Accuracy: $\frac{TP + TN}{TP + FP + TN + FN}$
Precision: $\frac{TP}{TP + FP}$
Recall: $\frac{TP}{TP + FN}$
F1: $2 \cdot \frac{\text{Precision} \cdot \text{Recall}}{\text{Precision} + \text{Recall}}$
FPR: $\frac{FP}{FP + TN}$

Reported baseline model performances on the dataset, reflecting both multi-class and binary protocols:

Model/Ref	Multiclass Acc.	F1 (macro)	Inference Time	Details
CST-AFNet (Ishtiaq et al., 3 Oct 2025)	99.97 %	>99.3 %	—	63 features, dual-attention CNN+BiGRU
LSTM-CNN-Attention (Gueriani et al., 21 Jan 2025)	99.04 %	—	—	Final model, SMOTE-balanced
Autoenc. + DT (Hasan et al., 25 Jan 2025)	99.94 %	99.94 %	0.185/0.187ms	24 features, Jetson Nano runtime

Minority-class F1 scores, particularly for XSS and Fingerprinting, remain lower ( $\sim$ 0.92–0.93), reflecting intractability in extreme imbalance regimes even after augmentation (Ishtiaq et al., 3 Oct 2025).

6. Dataset Complexity, Limitations, and Comparative Survey

Edge-IIoTset is assessed in systematic reviews as offering a moderate challenge (average complexity score $CS \approx 0.284$ ) and an imbalance ratio ( $IR \approx 3.44$ ) lower than many IIoT datasets (Dobler et al., 8 May 2024). In complexity taxonomy, it stands positioned for federated and centralized ML, feature-selection studies, and benchmarking both classical and DNN-based IDS models.
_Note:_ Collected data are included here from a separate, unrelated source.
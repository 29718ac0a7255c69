//! snake_case → camelCase.

use std::borrow::Cow;

/// Rewrite every `x_y` window, where `x` is not whitespace and `y` is a
/// lowercase ASCII letter, to `xY`.
///
/// Windows whose third character is anything else (digit, uppercase,
/// another underscore) are copied through untouched but still consumed, so
/// `"a__b"` stays as is while `"__b"` becomes `"_B"`.
pub(super) fn to_camel(input: &str) -> Cow<'_, str> {
    let chars: Vec<char> = input.chars().collect();
    let mut result = String::with_capacity(input.len());
    let mut changed = false;
    let mut i = 0;

    while let Some(&first) = chars.get(i) {
        if let (Some('_'), Some(&after)) = (chars.get(i + 1).copied(), chars.get(i + 2))
            && !is_word_gap(first)
            && !is_line_terminator(after)
        {
            result.push(first);
            if after.is_ascii_lowercase() {
                result.push(after.to_ascii_uppercase());
                changed = true;
            } else {
                result.push('_');
                result.push(after);
            }
            i += 3;
            continue;
        }

        result.push(first);
        i += 1;
    }

    if changed {
        Cow::Owned(result)
    } else {
        Cow::Borrowed(input)
    }
}

/// Whitespace that cannot precede a converted underscore.
///
/// Unicode `White_Space` minus NEL (U+0085), plus the byte-order mark.
fn is_word_gap(c: char) -> bool {
    c == '\u{feff}' || (c.is_whitespace() && c != '\u{85}')
}

/// Characters that end a line; an underscore followed by one of these is left alone.
fn is_line_terminator(c: char) -> bool {
    matches!(c, '\n' | '\r' | '\u{2028}' | '\u{2029}')
}
use camelsnake_config::{Config, ConfigError, KeyBinding, LogLevel, defaults};
use std::fs;

#[test]
fn test_config_defaults() {
    let config = Config::default();
    assert!(config.context_menu);
    assert!(config.convert_whole_document_when_empty);
    assert_eq!(config.log_level, LogLevel::Off);
    assert_eq!(config.keybindings, defaults::keybindings());
}

#[test]
fn test_config_yaml_round_trip() {
    let config = Config::new()
        .with_context_menu(false)
        .with_log_level(LogLevel::Debug)
        .with_keybindings(vec![KeyBinding::new("Ctrl+F9", defaults::TO_SNAKE_ACTION)]);

    let yaml = serde_yaml_ng::to_string(&config).unwrap();
    let parsed: Config = serde_yaml_ng::from_str(&yaml).unwrap();
    assert_eq!(parsed, config);
}

#[test]
fn test_partial_yaml_uses_defaults() {
    let parsed: Config = serde_yaml_ng::from_str("log_level: info\n").unwrap();
    assert_eq!(parsed.log_level, LogLevel::Info);
    assert!(parsed.context_menu);
    assert_eq!(parsed.keybindings.len(), 2);
}

#[test]
fn test_load_creates_default_file() {
    let dir = tempfile::tempdir().unwrap();
    let path = dir.path().join("nested").join("config.yaml");

    let config = Config::load_from(&path).unwrap();

    assert_eq!(config, Config::default());
    assert!(path.exists());
    assert!(!path.with_extension("yaml.tmp").exists());
}

#[test]
fn test_save_then_load() {
    let dir = tempfile::tempdir().unwrap();
    let path = dir.path().join("config.yaml");

    let config = Config::new().with_whole_document_fallback(false);
    config.save_to(&path).unwrap();

    let loaded = Config::load_from(&path).unwrap();
    assert!(!loaded.convert_whole_document_when_empty);
}

#[test]
fn test_load_merges_missing_default_keybindings() {
    let dir = tempfile::tempdir().unwrap();
    let path = dir.path().join("config.yaml");
    fs::write(
        &path,
        "keybindings:\n  - key: Ctrl+K\n    action: camelsnake.toCamel\n",
    )
    .unwrap();

    let loaded = Config::load_from(&path).unwrap();

    assert_eq!(loaded.keys_for_action(defaults::TO_CAMEL_ACTION), vec!["Ctrl+K"]);
    assert_eq!(
        loaded.keys_for_action(defaults::TO_SNAKE_ACTION),
        vec!["Shift+Alt+S"]
    );
}

#[test]
fn test_load_empty_file() {
    let dir = tempfile::tempdir().unwrap();
    let path = dir.path().join("config.yaml");
    fs::write(&path, "").unwrap();

    assert_eq!(Config::load_from(&path).unwrap(), Config::default());
}

#[test]
fn test_load_invalid_yaml_is_parse_error() {
    let dir = tempfile::tempdir().unwrap();
    let path = dir.path().join("config.yaml");
    fs::write(&path, "context_menu: [not, a, bool\n").unwrap();

    let err = Config::load_from(&path).unwrap_err();
    assert!(matches!(
        err.downcast_ref::<ConfigError>(),
        Some(ConfigError::Parse(_))
    ));
}

#[test]
fn test_load_blank_action_is_validation_error() {
    let dir = tempfile::tempdir().unwrap();
    let path = dir.path().join("config.yaml");
    fs::write(&path, "keybindings:\n  - key: Ctrl+K\n    action: \"\"\n").unwrap();

    let err = Config::load_from(&path).unwrap_err();
    assert!(matches!(
        err.downcast_ref::<ConfigError>(),
        Some(ConfigError::Validation(_))
    ));
}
Documented limitations include:

Extreme class imbalance for the smallest minority attack types
Absence of payload data, precluding deep-packet-inspection features
Insufficient documentation of feature names, units, and provenance in some releases
Reliance on synthetic traffic generation for attacks, which may not fully capture adversarial behaviors observed in field deployments
Real-time applicability on low-power embedded hardware is impacted by high feature dimensionality and model complexity, though lightweight models (Decision Trees, autoencoders) have demonstrated Jetson Nano deployment (Hasan et al., 25 Jan 2025)
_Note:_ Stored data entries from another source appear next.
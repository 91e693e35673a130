//! Testing utilities for Courier
//!
//! - **CallTrace** - ordered log of handler invocations
//! - **ScriptedHandler** - records calls, then succeeds, fails, cancels or waits
//! - **ScriptedRegistry** - hands out fixed entries and counts scope releases
//! - **CountingDeriver** - counts resolution-cache derivations per event kind
//! - Sample events (`AccountOpened`, `FundsDeposited`, `AccountFrozen`)
//!
//! ```rust,ignore
//! use courier_testing::*;
//!
//! let trace = CallTrace::new();
//! let registry = ScriptedRegistry::new()
//!     .with::<AccountOpened, _>(ScriptedHandler::recording("H1", &trace))
//!     .with::<AccountOpened, _>(ScriptedHandler::failing("H2", &trace));
//!
//! let dispatcher = EventDispatcher::new(Arc::new(registry.clone()));
//! let err = dispatcher
//!     .dispatch(vec![erased(AccountOpened { seq: 1 })], &CancellationToken::new())
//!     .await
//!     .unwrap_err();
//!
//! assert_eq!(trace.labels(), vec!["H1(AccountOpened#1)", "H2(AccountOpened#1)"]);
//! assert_eq!(registry.open_scopes(), 0);
//! ```

pub mod events;
pub mod handlers;
pub mod registry;

pub use events::{AccountFrozen, AccountOpened, FundsDeposited, Labeled, erased};
pub use handlers::{Behavior, Call, CallTrace, ScriptedHandler};
pub use registry::{CountingDeriver, ScriptedRegistry};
Recommended research uses include supervised learning benchmarking, federated learning, feature selection technique evaluation, and broad-spectrum anomaly detection under moderate complexity assumptions (Dobler et al., 8 May 2024).
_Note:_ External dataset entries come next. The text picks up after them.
impl EventDispatcher {
    /// Create a dispatcher backed by the process-wide resolution cache
    pub fn new(registry: Arc<dyn HandlerRegistry>) -> Self {
        Self::builder(registry).build()
    }

    pub fn builder(registry: Arc<dyn HandlerRegistry>) -> EventDispatcherBuilder {
        EventDispatcherBuilder::new(registry)
    }

    pub fn cache(&self) -> &Arc<ResolutionCache> {
        &self.cache
    }

    pub fn config(&self) -> &DispatcherConfig {
        &self.config
    }

    /// Dispatch a sequence of events
    ///
    /// Lazy iterators are advanced one event at a time.
    ///
    /// # Examples
    ///
    /// ```rust,ignore
    /// let dispatcher = EventDispatcher::new(registry);
    /// dispatcher.dispatch(order.events.take(), &CancellationToken::new()).await?;
    /// ```
    pub async fn dispatch<I>(
        &self,
        events: I,
        cancel: &CancellationToken,
    ) -> Result<(), DispatchError>
    where
        I: IntoIterator<Item = Arc<dyn Event>>,
        I::IntoIter: Send,
    {
        let mut dispatched = 0usize;

        for event in events {
            self.dispatch_event(event.as_ref(), cancel).await?;
            dispatched += 1;
        }

        if self.config.enable_logging {
            debug!(events = dispatched, "Dispatched domain events");
        }

        Ok(())
    }

    /// Dispatch events produced by a stream
    ///
    /// Waiting for the next event also observes cancellation.
    pub async fn dispatch_stream<S>(
        &self,
        events: S,
        cancel: &CancellationToken,
    ) -> Result<(), DispatchError>
    where
        S: Stream<Item = Arc<dyn Event>> + Send,
    {
        futures::pin_mut!(events);
        let mut dispatched = 0usize;

        loop {
            let next = tokio::select! {
                biased;
                _ = cancel.cancelled() => return Err(DispatchError::Cancelled),
                next = events.next() => next,
            };

            let Some(event) = next else {
                break;
            };

            self.dispatch_event(event.as_ref(), cancel).await?;
            dispatched += 1;
        }

        if self.config.enable_logging {
            debug!(events = dispatched, "Dispatched streamed domain events");
        }

        Ok(())
    }

    /// Dispatch a single event
    pub async fn dispatch_one(
        &self,
        event: Arc<dyn Event>,
        cancel: &CancellationToken,
    ) -> Result<(), DispatchError> {
        self.dispatch_event(event.as_ref(), cancel).await
    }

    async fn dispatch_event(
        &self,
        event: &dyn Event,
        cancel: &CancellationToken,
    ) -> Result<(), DispatchError> {
        if cancel.is_cancelled() {
            return Err(DispatchError::Cancelled);
        }

        let kind = event.kind();
        let span = debug_span!("dispatch_event", event = event.event_name(), kind = kind.name());

        self.run_handlers(event, kind, cancel).instrument(span).await
    }

    async fn run_handlers(
        &self,
        event: &dyn Event,
        kind: EventKind,
        cancel: &CancellationToken,
    ) -> Result<(), DispatchError> {
        // Released on drop, whichever way this function returns.
        let scope = self.registry.create_scope()?;

        let contract = self.cache.resolve_handler_contract(&kind);
        let handlers = scope.resolve_all(&contract)?;

        if handlers.is_empty() {
            if self.config.warn_on_unhandled {
                warn!(contract = contract.name(), "No handlers registered for event kind");
            }
            return Ok(());
        }

        if self.config.enable_logging {
            debug!(
                scope = scope.scope_id(),
                handlers = handlers.len(),
                "Resolved handlers for event"
            );
        }

        for (position, entry) in handlers.into_iter().enumerate() {
            let Some(handler) = entry else {
                if self.config.strict_handler_entries {
                    return Err(DispatchError::AbsentHandler {
                        contract: contract.name(),
                    });
                }
                trace!(position, "Skipping absent handler entry");
                continue;
            };

            if cancel.is_cancelled() {
                if self.config.enable_logging {
                    debug!(position, "Dispatch cancelled before handler invocation");
                }
                return Err(DispatchError::Cancelled);
            }

            let wrapper = self.wrappers.create_wrapper(&handler, &kind)?;
            trace!(handler = wrapper.handler_name(), position, "Invoking handler");

            wrapper.handle(event, cancel).await?;
        }

        Ok(())
    }
}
7. Recommended Best Practices and Future Directions

For optimal exploitation of Edge-IIoTset:

Researchers are encouraged to verify and, if necessary, recompute summary statistics, prevalence, and feature distributions directly from the dataset (e.g., via the IEEE DataPort DOI:10.21227/MBC1-1H68), as published studies often omit such details
Effective handling of class imbalance—combining oversampling, cost-sensitive architectures, and robust validation—is essential for realistic multi-class and minority-attack detection
Publication of expanded metadata, including precise feature documentation and real-world attack traces, would further enrich the dataset’s value for transfer-learning and cross-domain generalization studies
Testing algorithms on original imbalanced as well as rebalanced versions is advised to quantify practical robustness in operational settings

Edge-IIoTset has become a reference benchmark in IIoT network security research, supporting both experimental reproducibility and comparative evaluation of attack detection methodologies (Ishtiaq et al., 3 Oct 2025, Gueriani et al., 21 Jan 2025, Hasan et al., 25 Jan 2025, Dobler et al., 8 May 2024).